- Interactive map of Sirwan
- Coordinates: 35°15′15″N 45°56′24″E﻿ / ﻿35.25417°N 45.94000°E

= Sirwan (town) =

Sirwan is a town and the center of Sirwan District in of Halabja Governorate, Kurdistan Region of Iraq. It is located approximately 8 km northwest of Halabja city, at an elevation of 1,700 feet above sea level, and named after the Sirwan River.

== History ==
Sirwan originally consisted of two villages, In 1956, Sheikh Mahmud Barzanji visited the area and met with its residents at the Kani Wes site, where he promised to unite the two villages into an independent administrative unit. This was realized in 1957 when the district was officially declared. In 1979, the Iraqi government’s policy of demolishing border villages led to the displacement of their residents, who were subsequently resettled in the new Sirwan complex.

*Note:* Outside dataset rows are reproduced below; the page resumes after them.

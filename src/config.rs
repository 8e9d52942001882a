use glam::Vec3;
use serde::Deserialize;

use crate::error::Result;

/// Runtime settings for the viewer. Every field has a default, so a partial
/// TOML file only overrides what it names.
#[derive(Debug, Clone, Deserialize, PartialEq)]
#[serde(default)]
pub struct ViewerConfig {
    pub model_path: String,
    pub mount_id: String,
    /// Height of the fitted model in meters
    pub model_height: f32,
    pub group_home: [f32; 3],
    pub camera_home: [f32; 3],
    pub orbit_target: [f32; 3],
    pub interaction: InteractionConfig,
    pub orbit: OrbitConfig,
    pub animation: AnimationConfig,
}

#[derive(Debug, Clone, Deserialize, PartialEq)]
#[serde(default)]
pub struct InteractionConfig {
    pub deadzone: f32,
    /// Rig displacement per reference frame at full stick deflection
    pub move_speed: f32,
    pub move_axes: [usize; 2],
    pub reset_button: usize,
    pub scale_button: usize,
    pub scale_rate: f32,
    pub min_scale: f32,
    pub max_scale: f32,
    pub reference_fps: f32,
}

#[derive(Debug, Clone, Deserialize, PartialEq)]
#[serde(default)]
pub struct OrbitConfig {
    pub damping: f32,
    pub min_distance: f32,
    pub max_distance: f32,
    pub rotate_speed: f32,
    pub zoom_speed: f32,
}

#[derive(Debug, Clone, Deserialize, PartialEq)]
#[serde(default)]
pub struct AnimationConfig {
    pub placeholder_spin: f32,
    pub idle_spin: f32,
}

impl Default for ViewerConfig {
    fn default() -> Self {
        Self {
            model_path: "models/lung.glb".to_string(),
            mount_id: "canvas-container".to_string(),
            model_height: 0.30,
            group_home: [0.0, 1.3, 0.0],
            camera_home: [0.5, 1.6, 1.5],
            orbit_target: [0.0, 1.3, 0.0],
            interaction: InteractionConfig::default(),
            orbit: OrbitConfig::default(),
            animation: AnimationConfig::default(),
        }
    }
}

impl Default for InteractionConfig {
    fn default() -> Self {
        Self {
            deadzone: 0.1,
            move_speed: 0.02,
            move_axes: [2, 3],
            reset_button: 4,
            scale_button: 1,
            scale_rate: 0.01,
            min_scale: 0.1,
            max_scale: 3.0,
            reference_fps: 60.0,
        }
    }
}

impl Default for OrbitConfig {
    fn default() -> Self {
        Self {
            damping: 0.08,
            min_distance: 0.3,
            max_distance: 5.0,
            rotate_speed: 0.005,
            zoom_speed: 0.001,
        }
    }
}

impl Default for AnimationConfig {
    fn default() -> Self {
        Self {
            placeholder_spin: 0.01,
            idle_spin: 0.002,
        }
    }
}

impl ViewerConfig {
    pub fn from_toml_str(src: &str) -> Result<Self> {
        Ok(toml::from_str(src)?)
    }

    /// Read `path` if it exists, otherwise fall back to defaults.
    #[cfg(not(target_arch = "wasm32"))]
    pub fn load_or_default(path: &std::path::Path) -> Result<Self> {
        match std::fs::read_to_string(path) {
            Ok(src) => Self::from_toml_str(&src),
            Err(e) if e.kind() == std::io::ErrorKind::NotFound => Ok(Self::default()),
            Err(e) => Err(e.into()),
        }
    }

    pub fn group_home(&self) -> Vec3 { Vec3::from_array(self.group_home) }

    pub fn camera_home(&self) -> Vec3 { Vec3::from_array(self.camera_home) }

    pub fn orbit_target(&self) -> Vec3 { Vec3::from_array(self.orbit_target) }
}

impl InteractionConfig {
    /// Number of reference frames covered by `dt` seconds
    pub fn frame_scale(&self, dt: f32) -> f32 {
        dt * self.reference_fps
    }
}

#[cfg(test)]
mod tests {
    use super::*;

    #[test]
    fn test_partial_toml_keeps_defaults() {
        let cfg = ViewerConfig::from_toml_str(
            r#"
            model_path = "assets/other.glb"

            [interaction]
            deadzone = 0.2
            "#,
        )
        .unwrap();

        assert_eq!(cfg.model_path, "assets/other.glb");
        assert_eq!(cfg.interaction.deadzone, 0.2);
        assert_eq!(cfg.interaction.max_scale, 3.0);
        assert_eq!(cfg.orbit, OrbitConfig::default());
        assert_eq!(cfg.group_home(), Vec3::new(0.0, 1.3, 0.0));
    }

    #[test]
    fn test_invalid_toml_is_rejected() {
        let err = ViewerConfig::from_toml_str("interaction = 3").unwrap_err();
        assert!(matches!(err, crate::error::ViewerError::Config(_)));
    }

    #[test]
    fn test_frame_scale_at_reference_rate() {
        let cfg = InteractionConfig::default();
        assert!((cfg.frame_scale(1.0 / 60.0) - 1.0).abs() < 1e-6);
    }
}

=== The Sirwan Massacre of 1986 ===
In the early hours of August 6, 1986, Iranian artillery began shelling the Sirwan area. Hundreds of families gathered for shelter in buildings that were still under construction, and the fires caused by the shelling claimed the lives of 200 Hewramî Kurds, the majority of whom were women and children. The victims were families who had been displaced to Sirwan by the former Iraqi regime under Saddam Hussein in the late 1970s, as the Iraqi government was clearing mountainous areas near the border to establish military positions for attacking Kurdish Peshmerga forces. The building in which the victims perished was later converted into a memorial commemorating the tragedy.

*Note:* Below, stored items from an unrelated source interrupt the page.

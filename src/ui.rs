use egui::Context;

use crate::controller::UiAction;
use crate::model::LoadState;

/// Values the overlay displays, gathered once per frame
#[derive(Debug, Clone)]
pub struct UiStatus {
    pub load: LoadState,
    pub presenting: bool,
    pub holder: Option<usize>,
    pub group_scale: f32,
    pub axes_visible: bool,
    pub dt: f32,
}

pub fn load_status_text(state: &LoadState) -> String {
    match state {
        LoadState::Pending => "Model: waiting".to_string(),
        LoadState::Loading { loaded, total: Some(total) } if *total > 0 => {
            format!("Model: loading {}%", (loaded.saturating_mul(100) / total).min(100))
        }
        LoadState::Loading { loaded, .. } => format!("Model: loading {} KiB", loaded / 1024),
        LoadState::Ready => "Model: ready".to_string(),
        LoadState::Failed(reason) => format!("Model: failed ({reason})"),
    }
}

/// Build the overlay and return egui output plus the actions clicked this frame
pub fn build_ui(egui_ctx: &Context, raw_input: egui::RawInput, status: &UiStatus) -> (egui::FullOutput, Vec<UiAction>) {
    let mut actions = Vec::new();
    let output = egui_ctx.run(raw_input, |ctx| {
        draw_status_window(ctx, status, &mut actions);
    });
    (output, actions)
}

fn draw_status_window(ctx: &Context, status: &UiStatus, actions: &mut Vec<UiAction>) {
    egui::Window::new("Lung viewer")
        .default_pos([8.0, 8.0])
        .resizable(false)
        .show(ctx, |ui| {
            ui.label(egui::RichText::new(load_status_text(&status.load)).small());
            ui.label(
                egui::RichText::new(format!("FPS: {:.0}", if status.dt > 0.0 { 1.0 / status.dt } else { 0.0 }))
                    .small(),
            );
            ui.label(egui::RichText::new(if status.presenting { "VR: presenting" } else { "VR: desktop" }).small());
            let holder = match status.holder {
                Some(slot) => format!("Held by controller {slot}"),
                None => "Not held".to_string(),
            };
            ui.label(egui::RichText::new(holder).small());
            ui.label(egui::RichText::new(format!("Scale: {:.2}", status.group_scale)).small());
            ui.separator();

            ui.horizontal(|ui| {
                if ui.button("Reset view").clicked() {
                    actions.push(UiAction::ResetView);
                }
                let axes_label = if status.axes_visible { "Hide axes" } else { "Show axes" };
                if ui.button(axes_label).clicked() {
                    actions.push(UiAction::ToggleAxes);
                }
                if ui.add_enabled(status.presenting, egui::Button::new("Exit VR")).clicked() {
                    actions.push(UiAction::ExitVr);
                }
            });
            ui.separator();
            ui.label(egui::RichText::new("Drag - Orbit").small());
            ui.label(egui::RichText::new("Wheel - Zoom").small());
        });
}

=== Sirwan in the Anfal Campaign ===

On March 16, 1988, during the final stages of the First Gulf War, the Iraqi Baathist regime under Saddam Hussein launched a chemical attack on the city of Halabja, deploying deadly agents including mustard gas, cyanide, sarin, and tabun. The attack resulted in a massacre that killed thousands, filling the streets with the bodies of men, women, and children, and forcing 140,000 people to flee. In this context, the Baathist regime razed Halabja and the surrounding areas to the ground, including Sirwan and neighboring towns, destroying more than 25,000 homes and wiping entire villages off the map.